Empty seats

The editorial is the opinion of the editorial board of The Daily Eastern News.

Students aren’t interested in devoting time to the improvement of Eastern or the community. They are immature and self-involved, and too apathetic to vote, or even participate, in events that directly affect them and the places where they live, work and learn.

Sounds familiar, right? These are fairly common assessments of the student body at Eastern, and they often can be heard coming from the mouths of Charleston residents and faculty members.

And then irony strikes.

The Faculty Senate had to extend its petition deadline last week until 2 p.m. today for vacant positions because it only had four candidates for five seats.

In other words, there aren’t enough volunteers from the 450 – 500 Unit A faculty members at Eastern to completely fill the 15-person Faculty Senate by the elections on Wednesday and Thursday.

The senate is an important committee on campus. Its opinions factor heavily in administrative moves and in decisions made by the Board of Trustees. Senate members often generate creative solutions to existing problems and interesting proposals to avoid future obstacles.

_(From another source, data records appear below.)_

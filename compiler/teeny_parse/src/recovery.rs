//! Statement-level error recovery.
//!
//! In recovery mode a syntax error inside a statement is recorded, the
//! parser skips to the next line, and parsing resumes with the following
//! statement, at top level or inside the enclosing IF/WHILE body. Lexical
//! errors still end the pass: the token stream cannot continue past them.

use tracing::debug;

use crate::{CheckError, Parser, TokenKind};

impl Parser {
    /// Check the whole program, collecting every error instead of stopping
    /// at the first one.
    ///
    /// Returns an empty vector for a valid program. The first error is the
    /// one [`parse_program`](Self::parse_program) would have returned.
    pub fn parse_program_recovering(mut self) -> Vec<CheckError> {
        self.recovering = true;
        if let Err(err) = self.parse_program() {
            self.errors.push(err);
        }
        self.errors
    }

    /// Parse a statement, recovering from syntax errors when enabled.
    pub(crate) fn statement(&mut self) -> Result<(), CheckError> {
        match self.parse_statement() {
            Err(err @ CheckError::Syntax(_)) if self.recovering => {
                debug!(error = %err, "recovering");
                self.errors.push(err);
                self.synchronize()
            }
            result => result,
        }
    }

    /// Skip to the start of the next line.
    ///
    /// Consumes everything up to and including the next run of line
    /// terminators, or stops at EOF.
    fn synchronize(&mut self) -> Result<(), CheckError> {
        while !self.at(TokenKind::Newline) && !self.at(TokenKind::Eof) {
            self.advance()?;
        }
        while self.at(TokenKind::Newline) {
            self.advance()?;
        }
        Ok(())
    }
}
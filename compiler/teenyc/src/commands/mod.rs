//! CLI command implementations.
//!
//! Each command reads its input with [`read_file`], writes results to stdout
//! and diagnostics to stderr, and returns the process exit status.

mod check;
mod debug;

use std::io;
use std::path::Path;

use teeny_lexer::{LineOffsetTable, Span};
use thiserror::Error;

pub use check::check_file;
pub use debug::lex_file;

/// Failure to load a source file, worded for the user.
#[derive(Debug, Error)]
pub enum ReadError {
    #[error("cannot find file '{path}'")]
    NotFound { path: String },
    #[error("permission denied reading '{path}'")]
    PermissionDenied { path: String },
    #[error("'{path}' contains invalid UTF-8 data")]
    InvalidUtf8 { path: String },
    #[error("error reading '{path}': {source}")]
    Io { path: String, source: io::Error },
}

/// Read a source file from disk.
pub fn read_file(path: &Path) -> Result<String, ReadError> {
    std::fs::read_to_string(path).map_err(|source| {
        let path = path.display().to_string();
        match source.kind() {
            io::ErrorKind::NotFound => ReadError::NotFound { path },
            io::ErrorKind::PermissionDenied => ReadError::PermissionDenied { path },
            io::ErrorKind::InvalidData => ReadError::InvalidUtf8 { path },
            _ => ReadError::Io { path, source },
        }
    })
}

/// Read `path`, reporting failure on stderr.
fn read_or_report(path: &Path) -> Option<String> {
    match read_file(path) {
        Ok(source) => Some(source),
        Err(err) => {
            eprintln!("{err}");
            None
        }
    }
}

/// `  --> path:line:col` pointer for the start of `span`.
pub fn location(path: &Path, source: &str, span: Span) -> String {
    let table = LineOffsetTable::build(source);
    let (line, col) = table.offset_to_line_col(source, span.start);
    format!("  --> {}:{line}:{col}", path.display())
}
//! Check error types.
//!
//! [`SyntaxError`] covers grammar violations found by the parser.
//! [`CheckError`] is what every checking entry point returns: either a
//! lexical error surfaced through the token pull, or a syntax error. Its
//! `Display` is the user-facing message (`Lexing error. ...` / `Error. ...`).

use teeny_lexer::{LexError, Span, Token, TokenKind};
use thiserror::Error;

/// A syntax error with its location.
#[derive(Clone, Debug, Error, Eq, PartialEq, Hash)]
#[error("{kind}")]
pub struct SyntaxError {
    pub span: Span,
    pub kind: SyntaxErrorKind,
}

/// What grammar rule was violated.
#[derive(Clone, Debug, Error, Eq, PartialEq, Hash)]
pub enum SyntaxErrorKind {
    /// `expect` saw a different token kind.
    #[error("Expected {expected}, got {found}")]
    Expected {
        expected: TokenKind,
        found: TokenKind,
    },
    /// No statement starts with this token.
    #[error("Invalid statement at {} ({kind})", shown(.text, .kind))]
    InvalidStatement { text: String, kind: TokenKind },
    /// A comparison was missing its relational operator.
    #[error("Expected comparison operator at {} ({kind})", shown(.text, .kind))]
    ExpectedComparisonOperator { text: String, kind: TokenKind },
    /// Neither a number nor an identifier where a primary was required.
    #[error("Unexpected token at {} ({kind})", shown(.text, .kind))]
    UnexpectedToken { text: String, kind: TokenKind },
    /// An IF or WHILE body ran into end of input before its closing keyword.
    #[error("Unexpected end of input, expected {expected}")]
    UnexpectedEof { expected: TokenKind },
}

impl SyntaxError {
    pub fn new(kind: SyntaxErrorKind, span: Span) -> Self {
        SyntaxError { span, kind }
    }

    /// `expect` failure at `found`.
    pub(crate) fn expected(expected: TokenKind, found: &Token) -> Self {
        Self::new(
            SyntaxErrorKind::Expected {
                expected,
                found: found.kind,
            },
            found.span,
        )
    }
}

/// Render a token's text for a message. Structural tokens have no
/// printable text, so they are named instead.
#[allow(
    clippy::trivially_copy_pass_by_ref,
    reason = "thiserror passes fields by reference"
)]
fn shown(text: &str, kind: &TokenKind) -> String {
    match kind {
        TokenKind::Eof => "end of input".to_string(),
        TokenKind::Newline => "end of line".to_string(),
        _ => format!("{text:?}"),
    }
}

/// Any error that stops a check.
#[derive(Clone, Debug, Error, Eq, PartialEq, Hash)]
pub enum CheckError {
    #[error("Lexing error. {0}")]
    Lex(#[from] LexError),
    #[error("Error. {0}")]
    Syntax(#[from] SyntaxError),
}

impl CheckError {
    /// Where in the source the error was found.
    pub fn span(&self) -> Span {
        match self {
            CheckError::Lex(err) => err.span,
            CheckError::Syntax(err) => err.span,
        }
    }

    /// Returns `true` for lexical errors.
    pub fn is_lex(&self) -> bool {
        matches!(self, CheckError::Lex(_))
    }
}
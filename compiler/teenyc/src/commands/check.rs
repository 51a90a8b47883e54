//! The default command: check a file against the grammar.

use std::fmt::Write as _;
use std::path::Path;
use std::process::ExitCode;

use teeny_parse::{check, check_all, CheckError};
use tracing::debug;

use super::{location, read_or_report};

/// Check `path`, printing `Parsing completed.` or every error found.
///
/// Stops at the first error unless `all_errors` is set.
pub fn check_file(path: &Path, all_errors: bool) -> ExitCode {
    let Some(source) = read_or_report(path) else {
        return ExitCode::FAILURE;
    };

    let errors = if all_errors {
        check_all(&source)
    } else {
        check(&source).err().into_iter().collect()
    };
    debug!(path = %path.display(), errors = errors.len(), "checked");

    if errors.is_empty() {
        println!("Parsing completed.");
        return ExitCode::SUCCESS;
    }
    eprint!("{}", render_errors(path, &source, &errors));
    ExitCode::FAILURE
}

/// Each error's message followed by its source location.
pub(crate) fn render_errors(path: &Path, source: &str, errors: &[CheckError]) -> String {
    let mut out = String::new();
    for err in errors {
        let _ = writeln!(out, "{err}");
        let _ = writeln!(out, "{}", location(path, source, err.span()));
    }
    out
}
//! Token and token kind definitions.
//!
//! Keywords are resolved by [`TokenKind::keyword`], a length-bucketed `match`
//! on the exact identifier text. There is no runtime table to iterate.

use std::fmt;

use crate::Span;

/// Token kinds.
///
/// Literal kinds carry no payload: the token's `text` holds the lexeme
/// verbatim (numbers are not converted, strings exclude their quotes).
#[derive(Clone, Copy, Debug, PartialEq, Eq, Hash)]
pub enum TokenKind {
    // === Structural ===
    Eof,
    Newline,

    // === Literals ===
    Number,
    Ident,
    String,

    // === Keywords ===
    Label,
    Goto,
    Print,
    Input,
    Let,
    If,
    Then,
    EndIf,
    While,
    Repeat,
    EndWhile,

    // === Operators ===
    /// `=`
    Eq,
    /// `+`
    Plus,
    /// `-`
    Minus,
    /// `*`
    Asterisk,
    /// `/`
    Slash,
    /// `==`
    EqEq,
    /// `!=`
    NotEq,
    /// `<`
    Lt,
    /// `<=`
    LtEq,
    /// `>`
    Gt,
    /// `>=`
    GtEq,
}

impl TokenKind {
    /// Every keyword kind, in declaration order.
    pub const KEYWORDS: [TokenKind; 11] = [
        TokenKind::Label,
        TokenKind::Goto,
        TokenKind::Print,
        TokenKind::Input,
        TokenKind::Let,
        TokenKind::If,
        TokenKind::Then,
        TokenKind::EndIf,
        TokenKind::While,
        TokenKind::Repeat,
        TokenKind::EndWhile,
    ];

    /// Look up a keyword by its exact spelling.
    ///
    /// Case-sensitive and whole-text only: `"IF"` is a keyword, `"If"` and
    /// `"IFX"` are not. Keywords are 2-8 bytes long, so anything outside
    /// that range is rejected before any comparison.
    #[inline]
    pub fn keyword(text: &str) -> Option<TokenKind> {
        match text.len() {
            2 => match text {
                "IF" => Some(TokenKind::If),
                _ => None,
            },
            3 => match text {
                "LET" => Some(TokenKind::Let),
                _ => None,
            },
            4 => match text {
                "GOTO" => Some(TokenKind::Goto),
                "THEN" => Some(TokenKind::Then),
                _ => None,
            },
            5 => match text {
                "LABEL" => Some(TokenKind::Label),
                "PRINT" => Some(TokenKind::Print),
                "INPUT" => Some(TokenKind::Input),
                "ENDIF" => Some(TokenKind::EndIf),
                "WHILE" => Some(TokenKind::While),
                _ => None,
            },
            6 => match text {
                "REPEAT" => Some(TokenKind::Repeat),
                _ => None,
            },
            8 => match text {
                "ENDWHILE" => Some(TokenKind::EndWhile),
                _ => None,
            },
            _ => None,
        }
    }

    /// Check if this kind is one of the eleven keywords.
    pub fn is_keyword(self) -> bool {
        matches!(
            self,
            TokenKind::Label
                | TokenKind::Goto
                | TokenKind::Print
                | TokenKind::Input
                | TokenKind::Let
                | TokenKind::If
                | TokenKind::Then
                | TokenKind::EndIf
                | TokenKind::While
                | TokenKind::Repeat
                | TokenKind::EndWhile
        )
    }

    /// Check if this kind is a relational operator (`==`, `!=`, `<`, `<=`, `>`, `>=`).
    pub fn is_comparison_operator(self) -> bool {
        matches!(
            self,
            TokenKind::EqEq
                | TokenKind::NotEq
                | TokenKind::Lt
                | TokenKind::LtEq
                | TokenKind::Gt
                | TokenKind::GtEq
        )
    }

    /// Upper-case name used in diagnostics, e.g. `ENDIF` or `EQEQ`.
    pub fn name(self) -> &'static str {
        match self {
            TokenKind::Eof => "EOF",
            TokenKind::Newline => "NEWLINE",
            TokenKind::Number => "NUMBER",
            TokenKind::Ident => "IDENT",
            TokenKind::String => "STRING",
            TokenKind::Label => "LABEL",
            TokenKind::Goto => "GOTO",
            TokenKind::Print => "PRINT",
            TokenKind::Input => "INPUT",
            TokenKind::Let => "LET",
            TokenKind::If => "IF",
            TokenKind::Then => "THEN",
            TokenKind::EndIf => "ENDIF",
            TokenKind::While => "WHILE",
            TokenKind::Repeat => "REPEAT",
            TokenKind::EndWhile => "ENDWHILE",
            TokenKind::Eq => "EQ",
            TokenKind::Plus => "PLUS",
            TokenKind::Minus => "MINUS",
            TokenKind::Asterisk => "ASTERISK",
            TokenKind::Slash => "SLASH",
            TokenKind::EqEq => "EQEQ",
            TokenKind::NotEq => "NOTEQ",
            TokenKind::Lt => "LT",
            TokenKind::LtEq => "LTEQ",
            TokenKind::Gt => "GT",
            TokenKind::GtEq => "GTEQ",
        }
    }
}

impl fmt::Display for TokenKind {
    fn fmt(&self, f: &mut fmt::Formatter<'_>) -> fmt::Result {
        f.write_str(self.name())
    }
}

/// A token: its kind, the exact text matched, and where it came from.
#[derive(Clone, Debug, PartialEq, Eq)]
pub struct Token {
    pub kind: TokenKind,
    pub text: String,
    pub span: Span,
}

impl Token {
    /// Create a new token.
    pub fn new(kind: TokenKind, text: impl Into<String>, span: Span) -> Self {
        Token {
            kind,
            text: text.into(),
            span,
        }
    }

    /// Check if this token is the end-of-input marker.
    #[inline]
    pub fn is_eof(&self) -> bool {
        self.kind == TokenKind::Eof
    }
}

impl fmt::Display for Token {
    /// Renders as `KIND` or `KIND text` for tokens with meaningful text.
    fn fmt(&self, f: &mut fmt::Formatter<'_>) -> fmt::Result {
        match self.kind {
            TokenKind::Eof | TokenKind::Newline => write!(f, "{}", self.kind),
            TokenKind::String => write!(f, "{} {:?}", self.kind, self.text),
            _ => write!(f, "{} {}", self.kind, self.text),
        }
    }
}

#[cfg(test)]
mod tests;
//! `smartmaint-sync`
//!
//! **Responsibility:** local-first data synchronisation for the custody app.
//!
//! This crate provides:
//! - [`LocalCache`]: durable, synchronous whole-collection snapshots (SQLite)
//! - [`PendingWrites`]: ordered outbox of remote writes, replayed on reconnect
//! - [`RemoteStore`]: contract of the networked document store
//! - [`SyncCoordinator`]: connectivity decision, seeding, subscriptions and
//!   dual-write fan-out
//! - [`CheckoutSession`]: cart handling gated by the Smart Lock
//!
//! Local edits never wait on the network; the remote store converges
//! last-writer-wins.

pub mod cache;
pub mod checkout;
pub mod coordinator;
pub mod memory_remote;
pub mod outbox;
pub mod remote;
pub mod session;
pub mod settings;
pub mod types;

pub use cache::{CacheError, LocalCache};
pub use checkout::{CheckoutError, CheckoutOutcome, CheckoutSession};
pub use coordinator::{SyncCoordinator, SyncError};
pub use memory_remote::InMemoryRemoteStore;
pub use outbox::PendingWrites;
pub use remote::{CollectionCallback, DocumentCallback, RemoteError, RemoteStore, RemoteSubscription, WriteOp};
pub use session::{SessionError, SessionState};
pub use settings::{SettingsError, SyncSettings};
pub use types::{DrainReport, PendingStatus, PendingWrite, Snapshot, SyncMode};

And Faculty Senate is usually on target in gauging and relaying the feelings of faculty on campus, making it the voice of an extremely important segment of the campus community.

Psychology professor Gary Canivez offered to send an e-mail to all Unit A faculty members to notify them about the open seats, and perhaps that will solve the dilemma. Maybe not enough people knew about the upcoming elections, and the senate will get a flood of responses.

That’s unlikely, however. Faculty members at Eastern are generally very informed about the goings-on at the university, whether it’s through traditional means such as mail or formal announcements, or that old standby, the grapevine. They are especially attentive when it comes to situations that directly affect them, as well they should be.

So why no candidates? Perhaps no one has the time to donate – professors and instructors, after all, do handle a serious workload. Maybe they believe that Faculty Senate doesn’t serve its purpose well, or that its scope is too limited. Or maybe it’s simply because no one really cares enough to devote the time and energy.

That’s funny … most of those sound like the same reasons students give when they’re accused of being too cynical or passive when it comes to community involvement, the same reasons often dismissed outright by the very faculty members who apparently aren’t willing to do the same themselves.